use async_openai::config::OpenAIConfig;
use async_openai::error::OpenAIError;
use async_openai::types::{AudioResponseFormat, CreateTranscriptionRequestArgs};
use async_openai::Client;

use crate::error::TranscriptionError;
use crate::transcribe::{SpeechToText, TranscriptionRequest};

/// OpenAI audio transcription; the API key comes from `OPENAI_API_KEY`.
pub(crate) struct OpenAiWhisper {
    client: Client<OpenAIConfig>,
}

impl OpenAiWhisper {
    pub(crate) fn new() -> Self {
        Self {
            client: Client::new(),
        }
    }
}

impl SpeechToText for OpenAiWhisper {
    async fn transcribe(
        &self,
        request: &TranscriptionRequest<'_>,
    ) -> Result<String, TranscriptionError> {
        let request = CreateTranscriptionRequestArgs::default()
            .file(request.audio_path)
            .model(request.model)
            .prompt(request.prompt)
            .language(request.language)
            .response_format(AudioResponseFormat::Srt)
            .build()
            .map_err(service_error)?;

        let subtitles = self
            .client
            .audio()
            .transcribe_raw(request)
            .await
            .map_err(service_error)?;
        Ok(String::from_utf8_lossy(&subtitles).into_owned())
    }
}

fn service_error(error: OpenAIError) -> TranscriptionError {
    match error {
        OpenAIError::Reqwest(e) => TranscriptionError::ServiceUnavailable(e.to_string()),
        OpenAIError::ApiError(e) => TranscriptionError::ServiceError(e.message),
        e => TranscriptionError::ServiceError(e.to_string()),
    }
}
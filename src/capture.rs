use std::ops::Range;
use std::path::Path;
use std::sync::OnceLock;

use ffmpeg::util::frame::video::Video;
use ffmpeg::{codec, decoder, format, media, rescale, software};
use ffmpeg_next::{self as ffmpeg};
use image::RgbImage;

use crate::error::ExtractionError;
use crate::frames::{FrameSink, FrameSource};

static INIT: OnceLock<Result<(), ffmpeg::Error>> = OnceLock::new();

pub(crate) fn init() -> Result<(), ffmpeg::Error> {
    *INIT.get_or_init(ffmpeg::init)
}

/// Container duration in seconds, falling back to the video stream's own
/// duration. `None` when neither is reported.
pub(crate) fn probe_duration(path: &Path) -> Result<Option<f64>, ffmpeg::Error> {
    init()?;
    let input = format::input(&path)?;

    if input.duration() > 0 {
        return Ok(Some(input.duration() as f64 * f64::from(rescale::TIME_BASE)));
    }

    Ok(input
        .streams()
        .best(media::Type::Video)
        .filter(|stream| stream.duration() > 0)
        .map(|stream| stream.duration() as f64 * f64::from(stream.time_base())))
}

/// Walks the whole seconds `0..end` as decoded frames arrive in timestamp order.
#[derive(Debug)]
pub(crate) struct SecondCursor {
    next: u32,
    end: u32,
}

impl SecondCursor {
    pub(crate) fn new(end: u32) -> Self {
        Self { next: 0, end }
    }

    pub(crate) fn position(&self) -> u32 {
        self.next
    }

    pub(crate) fn is_done(&self) -> bool {
        self.next >= self.end
    }

    /// Seconds strictly before `timestamp` that have not been handed out yet.
    /// The frame held before the one at `timestamp` is the one on screen then.
    pub(crate) fn due_before(&mut self, timestamp: f64) -> Range<u32> {
        let start = self.next;
        while self.next < self.end && f64::from(self.next) < timestamp {
            self.next += 1;
        }
        start..self.next
    }

    pub(crate) fn rest(&mut self) -> Range<u32> {
        let start = self.next;
        self.next = self.end;
        start..self.end
    }
}

/// Frame source backed by libav decoding.
#[derive(Debug, Clone, Copy, Default)]
pub(crate) struct FfmpegFrames;

impl FrameSource for FfmpegFrames {
    fn duration(&self, video: &Path) -> Result<Option<f64>, ExtractionError> {
        probe_duration(video).map_err(|e| unreadable(video, e))
    }

    fn sample(
        &self,
        video: &Path,
        seconds: u32,
        sink: &mut FrameSink<'_>,
    ) -> Result<(), ExtractionError> {
        init().map_err(|e| unreadable(video, e))?;
        let mut input = format::input(&video).map_err(|e| unreadable(video, e))?;

        let video_stream = input
            .streams()
            .best(media::Type::Video)
            .ok_or_else(|| unreadable(video, ffmpeg::Error::StreamNotFound))?;
        let video_stream_index = video_stream.index();
        let time_base: f64 = video_stream.time_base().into();
        let start_time = video_stream.start_time().max(0);

        let mut decoder = codec::context::Context::from_parameters(video_stream.parameters())
            .and_then(|context| context.decoder().video())
            .map_err(|e| unreadable(video, e))?;

        let scaler = software::scaling::context::Context::get(
            decoder.format(),
            decoder.width(),
            decoder.height(),
            format::Pixel::RGB24,
            decoder.width(),
            decoder.height(),
            software::scaling::Flags::BILINEAR,
        )
        .map_err(|e| unreadable(video, e))?;

        let mut decoding = Decoding {
            scaler,
            time_base,
            start_time,
            sampler: Sampler::new(seconds),
            sink,
        };

        for (stream, packet) in input.packets() {
            if stream.index() != video_stream_index {
                continue;
            }
            decoder
                .send_packet(&packet)
                .map_err(|e| decoding.capture_error(e))?;
            decoding.receive_and_process_decoded_frames(&mut decoder)?;
            if decoding.sampler.is_done() {
                return Ok(());
            }
        }
        decoder.send_eof().map_err(|e| decoding.capture_error(e))?;
        decoding.receive_and_process_decoded_frames(&mut decoder)?;
        decoding.finish()
    }
}

/// Picks the frame on screen at each whole second from frames arriving in
/// timestamp order. A frame stays on screen until the next one starts; the
/// first frame also stands in for any seconds before it.
#[derive(Debug)]
pub(crate) struct Sampler<T> {
    cursor: SecondCursor,
    held: Option<T>,
}

impl<T> Sampler<T> {
    pub(crate) fn new(seconds: u32) -> Self {
        Self {
            cursor: SecondCursor::new(seconds),
            held: None,
        }
    }

    pub(crate) fn is_done(&self) -> bool {
        self.cursor.is_done()
    }

    pub(crate) fn position(&self) -> u32 {
        self.cursor.position()
    }

    /// Offers a frame shown from `timestamp` seconds on. `emit` receives the
    /// seconds that became due and the frame covering them.
    pub(crate) fn push<E>(
        &mut self,
        timestamp: f64,
        frame: T,
        emit: impl FnOnce(Range<u32>, &T) -> Result<(), E>,
    ) -> Result<(), E> {
        let due = self.cursor.due_before(timestamp);
        if !due.is_empty() {
            emit(due, self.held.as_ref().unwrap_or(&frame))?;
        }
        self.held = Some(frame);
        Ok(())
    }

    /// The last frame stays on screen until the end of the video.
    pub(crate) fn finish<E>(
        &mut self,
        emit: impl FnOnce(Range<u32>, &T) -> Result<(), E>,
    ) -> Result<(), E> {
        if self.cursor.is_done() {
            return Ok(());
        }
        match &self.held {
            Some(held) => emit(self.cursor.rest(), held),
            None => Ok(()),
        }
    }
}

struct Decoding<'a, 'b> {
    scaler: software::scaling::context::Context,
    time_base: f64,
    start_time: i64,
    sampler: Sampler<Video>,
    sink: &'a mut FrameSink<'b>,
}

impl Decoding<'_, '_> {
    fn receive_and_process_decoded_frames(
        &mut self,
        decoder: &mut decoder::Video,
    ) -> Result<(), ExtractionError> {
        loop {
            let mut decoded = Video::empty();
            if decoder.receive_frame(&mut decoded).is_err() {
                return Ok(());
            }
            let timestamp = decoded
                .timestamp()
                .ok_or_else(|| self.capture_error("decoded frame has no timestamp"))?;
            let seconds = (timestamp - self.start_time) as f64 * self.time_base;

            let scaler = &mut self.scaler;
            let sink = &mut *self.sink;
            self.sampler.push(seconds, decoded, |due, frame| {
                emit(scaler, sink, due, frame)
            })?;
            if self.sampler.is_done() {
                return Ok(());
            }
        }
    }

    fn finish(&mut self) -> Result<(), ExtractionError> {
        let scaler = &mut self.scaler;
        let sink = &mut *self.sink;
        self.sampler.finish(|rest, frame| emit(scaler, sink, rest, frame))
    }

    fn capture_error(&self, error: impl ToString) -> ExtractionError {
        ExtractionError::FrameCapture {
            second: self.sampler.position(),
            message: error.to_string(),
        }
    }
}

/// Converts `frame` once and hands a copy to `sink` for every second it covers.
fn emit(
    scaler: &mut software::scaling::context::Context,
    sink: &mut FrameSink<'_>,
    seconds: Range<u32>,
    frame: &Video,
) -> Result<(), ExtractionError> {
    let image = to_rgb_image(scaler, frame).map_err(|message| ExtractionError::FrameCapture {
        second: seconds.start,
        message,
    })?;
    let last = seconds.end.saturating_sub(1);
    for second in seconds {
        if second == last {
            return sink(second, image);
        }
        sink(second, image.clone())?;
    }
    Ok(())
}

fn to_rgb_image(
    scaler: &mut software::scaling::context::Context,
    frame: &Video,
) -> Result<RgbImage, String> {
    let mut rgb_frame = Video::empty();
    scaler.run(frame, &mut rgb_frame).map_err(|e| e.to_string())?;

    let width = rgb_frame.width();
    let height = rgb_frame.height();
    let pixels = packed_rows(
        rgb_frame.data(0),
        rgb_frame.stride(0),
        width as usize * 3,
        height as usize,
    )?;

    RgbImage::from_raw(width, height, pixels).ok_or_else(|| "Failed to create image buffer".to_owned())
}

/// Drops the per-row padding libav adds after `row` bytes of pixel data.
fn packed_rows(data: &[u8], stride: usize, row: usize, height: usize) -> Result<Vec<u8>, String> {
    let mut pixels = Vec::with_capacity(row * height);
    for y in 0..height {
        let offset = y * stride;
        let line = data
            .get(offset..offset + row)
            .ok_or_else(|| format!("frame buffer too short for row {y}"))?;
        pixels.extend_from_slice(line);
    }
    Ok(pixels)
}

fn unreadable(video: &Path, error: ffmpeg::Error) -> ExtractionError {
    ExtractionError::UnreadableVideo {
        path: video.to_path_buf(),
        message: error.to_string(),
    }
}
use anyhow::Ok;
use ffmpeg::encoder;
use ffmpeg::util::frame::audio::Audio;
use ffmpeg_next::{
    self as ffmpeg, channel_layout, codec, decoder, filter, format, media, Error, Packet, Rational,
};
use std::path::Path;

use crate::capture;
use crate::error::TranscriptionError;
use crate::transcribe::AudioEncoder;

/// Fixed profile for the transcription upload.
pub(crate) const MP3_BIT_RATE: usize = 128_000;

/// Transcodes the best audio stream of a video into an mp3 file.
#[derive(Debug, Clone, Copy)]
pub(crate) struct Mp3Encoder {
    bit_rate: usize,
}

impl Default for Mp3Encoder {
    fn default() -> Self {
        Self {
            bit_rate: MP3_BIT_RATE,
        }
    }
}

impl AudioEncoder for Mp3Encoder {
    fn encode(&self, video: &Path, audio: &Path) -> Result<(), TranscriptionError> {
        transcode_audio(video, audio, self.bit_rate)
            .map_err(|e| TranscriptionError::EncodeFailed(format!("{e:#}")))
    }
}

struct AudioTranscoder {
    decoder: decoder::Audio,
    encoder: encoder::Audio,
    filter_graph: filter::Graph,
    encoder_time_base: Rational,
    next_pts: i64,
}

impl AudioTranscoder {
    fn new(
        input_stream: &format::stream::Stream,
        output: &mut format::context::Output,
        bit_rate: usize,
    ) -> anyhow::Result<Self> {
        let global_header = output
            .format()
            .flags()
            .contains(format::Flags::GLOBAL_HEADER);
        let decoder = codec::context::Context::from_parameters(input_stream.parameters())?
            .decoder()
            .audio()?;
        // Some containers leave the layout unset and only report a channel count.
        let input_layout = if decoder.channel_layout().is_empty() {
            channel_layout::ChannelLayout::default(decoder.channels() as i32)
        } else {
            decoder.channel_layout()
        };

        let codec = encoder::find(codec::Id::MP3)
            .ok_or(anyhow::anyhow!(Error::EncoderNotFound))?
            .audio()?;
        let mut output_stream = output.add_stream(codec)?;
        let context = codec::context::Context::from_parameters(output_stream.parameters())?;
        let mut encoder = context.encoder().audio()?;

        if global_header {
            encoder.set_flags(codec::Flags::GLOBAL_HEADER);
        }

        let channel_layout = codec
            .channel_layouts()
            .map(|layouts| layouts.best(input_layout.channels()))
            .unwrap_or(channel_layout::ChannelLayout::STEREO);
        let rate = supported_rate(&codec, decoder.rate() as i32);
        let encoder_time_base = Rational(1, rate);

        encoder.set_channel_layout(channel_layout);
        encoder.set_rate(rate);
        encoder.set_format(
            codec
                .formats()
                .ok_or(anyhow::anyhow!("Unknown supported formats"))?
                .next()
                .ok_or(anyhow::anyhow!("Failed to get sample format"))?,
        );
        encoder.set_bit_rate(bit_rate);
        encoder.set_max_bit_rate(bit_rate);
        encoder.set_time_base(encoder_time_base);
        output_stream.set_time_base(encoder_time_base);

        let opened_encoder = encoder.open_as(codec)?;
        output_stream.set_parameters(&opened_encoder);

        let filter_graph = Self::filter_graph(
            input_stream.time_base(),
            input_layout,
            &decoder,
            &opened_encoder,
        )?;

        Ok(Self {
            decoder,
            encoder: opened_encoder,
            filter_graph,
            encoder_time_base,
            next_pts: 0,
        })
    }

    fn filter_graph(
        input_time_base: Rational,
        input_layout: channel_layout::ChannelLayout,
        decoder: &codec::decoder::Audio,
        encoder: &codec::encoder::Audio,
    ) -> anyhow::Result<filter::Graph> {
        let mut filter_graph = filter::Graph::new();

        let args = format!(
            "time_base={}:sample_rate={}:sample_fmt={}:channel_layout=0x{:x}",
            input_time_base,
            decoder.rate(),
            decoder.format().name(),
            input_layout.bits()
        );

        filter_graph.add(
            &filter::find("abuffer").ok_or(anyhow::anyhow!("Failed to find filter"))?,
            "in",
            &args,
        )?;
        filter_graph.add(
            &filter::find("abuffersink").ok_or(anyhow::anyhow!("Failed to find filter"))?,
            "out",
            "",
        )?;

        {
            let mut out = filter_graph
                .get("out")
                .ok_or(anyhow::anyhow!("Failed to get filter"))?;
            out.set_sample_format(encoder.format());
            out.set_channel_layout(encoder.channel_layout());
            out.set_sample_rate(encoder.rate());
        }

        filter_graph.output("in", 0)?.input("out", 0)?.parse("anull")?;
        filter_graph.validate()?;

        tracing::debug!(graph = %filter_graph.dump(), "audio filter graph");

        if let Some(codec) = encoder.codec() {
            if !codec
                .capabilities()
                .contains(ffmpeg::codec::capabilities::Capabilities::VARIABLE_FRAME_SIZE)
            {
                filter_graph
                    .get("out")
                    .ok_or(anyhow::anyhow!("Failed to get filter"))?
                    .sink()
                    .set_frame_size(encoder.frame_size());
            }
        }

        Ok(filter_graph)
    }

    fn send_packet_to_decoder(&mut self, packet: &Packet) -> anyhow::Result<()> {
        self.decoder
            .send_packet(packet)
            .map_err(anyhow::Error::from)
    }

    fn send_eof_to_decoder(&mut self) -> anyhow::Result<()> {
        self.decoder.send_eof().map_err(anyhow::Error::from)
    }

    fn receive_and_process_decoded_frames(
        &mut self,
        output: &mut format::context::Output,
        output_stream_time_base: Rational,
    ) -> anyhow::Result<()> {
        let mut frame = Audio::empty();
        while self.decoder.receive_frame(&mut frame).is_ok() {
            self.filter_graph
                .get("in")
                .ok_or(anyhow::anyhow!("Failed to get filter"))?
                .source()
                .add(&frame)
                .map_err(|e| anyhow::anyhow!(e))?;
            self.receive_and_process_filtered_frames(output, output_stream_time_base)?;
        }
        Ok(())
    }

    fn flush_filter_graph(&mut self) -> anyhow::Result<()> {
        self.filter_graph
            .get("in")
            .ok_or(anyhow::anyhow!("Failed to get filter"))?
            .source()
            .flush()
            .map_err(|e| anyhow::anyhow!(e))
    }

    fn receive_and_process_filtered_frames(
        &mut self,
        output: &mut format::context::Output,
        output_stream_time_base: Rational,
    ) -> anyhow::Result<()> {
        let mut frame = Audio::empty();
        while self
            .filter_graph
            .get("out")
            .ok_or(anyhow::anyhow!("Failed to get filter"))?
            .sink()
            .frame(&mut frame)
            .is_ok()
        {
            // Timestamps restart from zero in sample units of the encoder.
            frame.set_pts(Some(self.next_pts));
            self.next_pts += frame.samples() as i64;
            self.encoder.send_frame(&frame)?;
            self.receive_and_process_encoded_packets(output, output_stream_time_base)?;
        }
        Ok(())
    }

    fn send_eof_to_encoder(&mut self) -> anyhow::Result<()> {
        self.encoder.send_eof().map_err(anyhow::Error::from)
    }

    fn receive_and_process_encoded_packets(
        &mut self,
        output: &mut format::context::Output,
        output_stream_time_base: Rational,
    ) -> anyhow::Result<()> {
        let mut packet = Packet::empty();
        while self.encoder.receive_packet(&mut packet).is_ok() {
            packet.set_stream(0);
            packet.rescale_ts(self.encoder_time_base, output_stream_time_base);
            packet.write_interleaved(output)?;
        }
        Ok(())
    }
}

fn supported_rate(codec: &codec::Audio, wanted: i32) -> i32 {
    let rates: Vec<i32> = match codec.rates() {
        Some(rates) => rates.collect(),
        None => return wanted,
    };
    if rates.is_empty() || rates.contains(&wanted) {
        return wanted;
    }
    rates
        .into_iter()
        .min_by_key(|rate| (rate - wanted).abs())
        .unwrap_or(44_100)
}

/// Writes the audio track of `input_path` to `output_path`; the container is
/// chosen from the output extension.
pub(crate) fn transcode_audio(
    input_path: &Path,
    output_path: &Path,
    bit_rate: usize,
) -> anyhow::Result<()> {
    capture::init()?;
    let mut input = format::input(&input_path)?;
    // Look the track up first so a silent video leaves no empty output file.
    let input_stream = input
        .streams()
        .best(media::Type::Audio)
        .ok_or(anyhow::anyhow!("video has no audio track"))?;
    let input_stream_index = input_stream.index();
    let mut output = format::output(&output_path)?;
    let mut transcoder = AudioTranscoder::new(&input_stream, &mut output, bit_rate)?;

    output.write_header()?;
    let output_stream_time_base = output
        .stream(0)
        .ok_or(anyhow::anyhow!(Error::StreamNotFound))?
        .time_base();

    for (stream, packet) in input.packets() {
        if stream.index() != input_stream_index {
            continue;
        }
        transcoder.send_packet_to_decoder(&packet)?;
        transcoder.receive_and_process_decoded_frames(&mut output, output_stream_time_base)?;
    }

    transcoder.send_eof_to_decoder()?;
    transcoder.receive_and_process_decoded_frames(&mut output, output_stream_time_base)?;
    transcoder.flush_filter_graph()?;
    transcoder.receive_and_process_filtered_frames(&mut output, output_stream_time_base)?;
    transcoder.send_eof_to_encoder()?;
    transcoder.receive_and_process_encoded_packets(&mut output, output_stream_time_base)?;

    output.write_trailer()?;

    tracing::debug!(audio = %output_path.display(), "audio track encoded");
    Ok(())
}

#[cfg(test)]
mod tests {
    use super::*;

    #[test]
    fn missing_input_is_an_encode_failure() {
        let dir = tempfile::tempdir().expect("tempdir");
        let err = Mp3Encoder::default()
            .encode(&dir.path().join("absent.mp4"), &dir.path().join("absent.mp3"))
            .unwrap_err();
        assert!(matches!(err, TranscriptionError::EncodeFailed(_)));
        assert!(!dir.path().join("absent.mp3").exists());
    }

    #[test]
    fn input_without_audio_leaves_no_output() {
        let dir = tempfile::tempdir().expect("tempdir");
        // A 2x2 binary PPM still image: readable by libav, no audio stream.
        let image = dir.path().join("still.ppm");
        let mut ppm = b"P6\n2 2\n255\n".to_vec();
        ppm.extend_from_slice(&[255; 12]);
        std::fs::write(&image, ppm).expect("write image");
        let audio = dir.path().join("still.mp3");

        let err = Mp3Encoder::default().encode(&image, &audio).unwrap_err();

        assert!(matches!(err, TranscriptionError::EncodeFailed(_)));
        assert!(!audio.exists());
    }
}
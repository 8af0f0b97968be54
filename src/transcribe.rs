use std::fs;
use std::path::{Path, PathBuf};
use std::sync::Arc;
use std::time::Duration;

use serde::Serialize;

use crate::error::{StoreError, TranscriptionError};
use crate::library::VideoAsset;
use crate::store::{self, ArtifactKind, ArtifactStore};

pub(crate) const DEFAULT_MODEL: &str = "whisper-1";
pub(crate) const DEFAULT_LANGUAGE: &str = "ja";
pub(crate) const DEFAULT_PROMPT: &str =
    "これは日本のCMの音声です。適切な日本語の字幕を付けてください。";

/// Blocking audio-track extraction.
pub(crate) trait AudioEncoder {
    fn encode(&self, video: &Path, audio: &Path) -> Result<(), TranscriptionError>;
}

/// Remote speech-to-text returning subtitle-formatted text.
pub(crate) trait SpeechToText {
    async fn transcribe(
        &self,
        request: &TranscriptionRequest<'_>,
    ) -> Result<String, TranscriptionError>;
}

#[derive(Debug)]
pub(crate) struct TranscriptionRequest<'a> {
    pub(crate) audio_path: &'a Path,
    pub(crate) model: &'a str,
    pub(crate) prompt: &'a str,
    pub(crate) language: &'a str,
}

#[derive(Debug, Clone)]
pub(crate) struct TranscriptionOptions {
    pub(crate) model: String,
    pub(crate) language: String,
    pub(crate) prompt: String,
}

impl Default for TranscriptionOptions {
    fn default() -> Self {
        Self {
            model: DEFAULT_MODEL.to_owned(),
            language: DEFAULT_LANGUAGE.to_owned(),
            prompt: DEFAULT_PROMPT.to_owned(),
        }
    }
}

#[derive(Debug, Clone, PartialEq)]
pub(crate) struct AudioAsset {
    pub(crate) video_id: String,
    pub(crate) file_path: PathBuf,
    pub(crate) codec: &'static str,
}

#[derive(Debug, Clone, PartialEq, Serialize)]
pub(crate) struct TranscriptResult {
    pub(crate) video_id: String,
    /// Time-coded subtitle text exactly as the service returned it.
    pub(crate) text: String,
    pub(crate) language: String,
}

pub(crate) struct Transcriber<E, S> {
    store: ArtifactStore,
    encoder: Arc<E>,
    speech: S,
    options: TranscriptionOptions,
}

impl<E, S> Transcriber<E, S>
where
    E: AudioEncoder + Send + Sync + 'static,
    S: SpeechToText,
{
    pub(crate) fn new(
        store: ArtifactStore,
        encoder: E,
        speech: S,
        options: TranscriptionOptions,
    ) -> Self {
        Self {
            store,
            encoder: Arc::new(encoder),
            speech,
            options,
        }
    }

    /// Encodes a fresh mp3 next to the other artifacts of `video`. Any audio
    /// left from an earlier run is removed before the encoder starts.
    pub(crate) async fn extract_audio(
        &self,
        video: &VideoAsset,
    ) -> Result<AudioAsset, TranscriptionError> {
        let audio_path = self.store.path_for(
            &video.id,
            ArtifactKind::Audio {
                stem: video.stem(),
            },
        );
        store::remove_file(&audio_path)?;
        if let Some(parent) = audio_path.parent() {
            fs::create_dir_all(parent).map_err(|source| StoreError::Prepare {
                path: parent.to_path_buf(),
                source,
            })?;
        }

        let encoder = Arc::clone(&self.encoder);
        let video_path = video.local_path.clone();
        let target = audio_path.clone();
        tokio::task::spawn_blocking(move || encoder.encode(&video_path, &target))
            .await
            .map_err(|e| TranscriptionError::EncodeFailed(format!("encoder task failed: {e}")))??;

        tracing::info!(video = %video.id, audio = %audio_path.display(), "audio extracted");
        Ok(AudioAsset {
            video_id: video.id.clone(),
            file_path: audio_path,
            codec: "mp3",
        })
    }

    /// Encodes the audio to completion, then submits it. `service_timeout`
    /// bounds only the remote call; the encoder is never abandoned mid-write.
    pub(crate) async fn transcribe(
        &self,
        video: &VideoAsset,
        service_timeout: Option<Duration>,
    ) -> Result<TranscriptResult, TranscriptionError> {
        let audio = self.extract_audio(video).await?;
        tracing::debug!(codec = audio.codec, model = %self.options.model, "submitting audio");

        let request = TranscriptionRequest {
            audio_path: &audio.file_path,
            model: &self.options.model,
            prompt: &self.options.prompt,
            language: &self.options.language,
        };
        let text = match service_timeout {
            Some(limit) => tokio::time::timeout(limit, self.speech.transcribe(&request))
                .await
                .unwrap_or_else(|_| {
                    Err(TranscriptionError::ServiceUnavailable(format!(
                        "no transcript within {}s",
                        limit.as_secs_f64()
                    )))
                })?,
            None => self.speech.transcribe(&request).await?,
        };

        tracing::info!(video = %video.id, chars = text.chars().count(), "transcript received");
        Ok(TranscriptResult {
            video_id: audio.video_id,
            text,
            language: self.options.language.clone(),
        })
    }
}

┄┄┄┄┄┄┄┄┄┄┄┄┄┄┄┄┄┄┄┄

**WHAT NEEDS TO BE DONE**. Throughout the data above, count the lines where the word "pixels" occurs, and report that figure alone.

**RESULT**. 5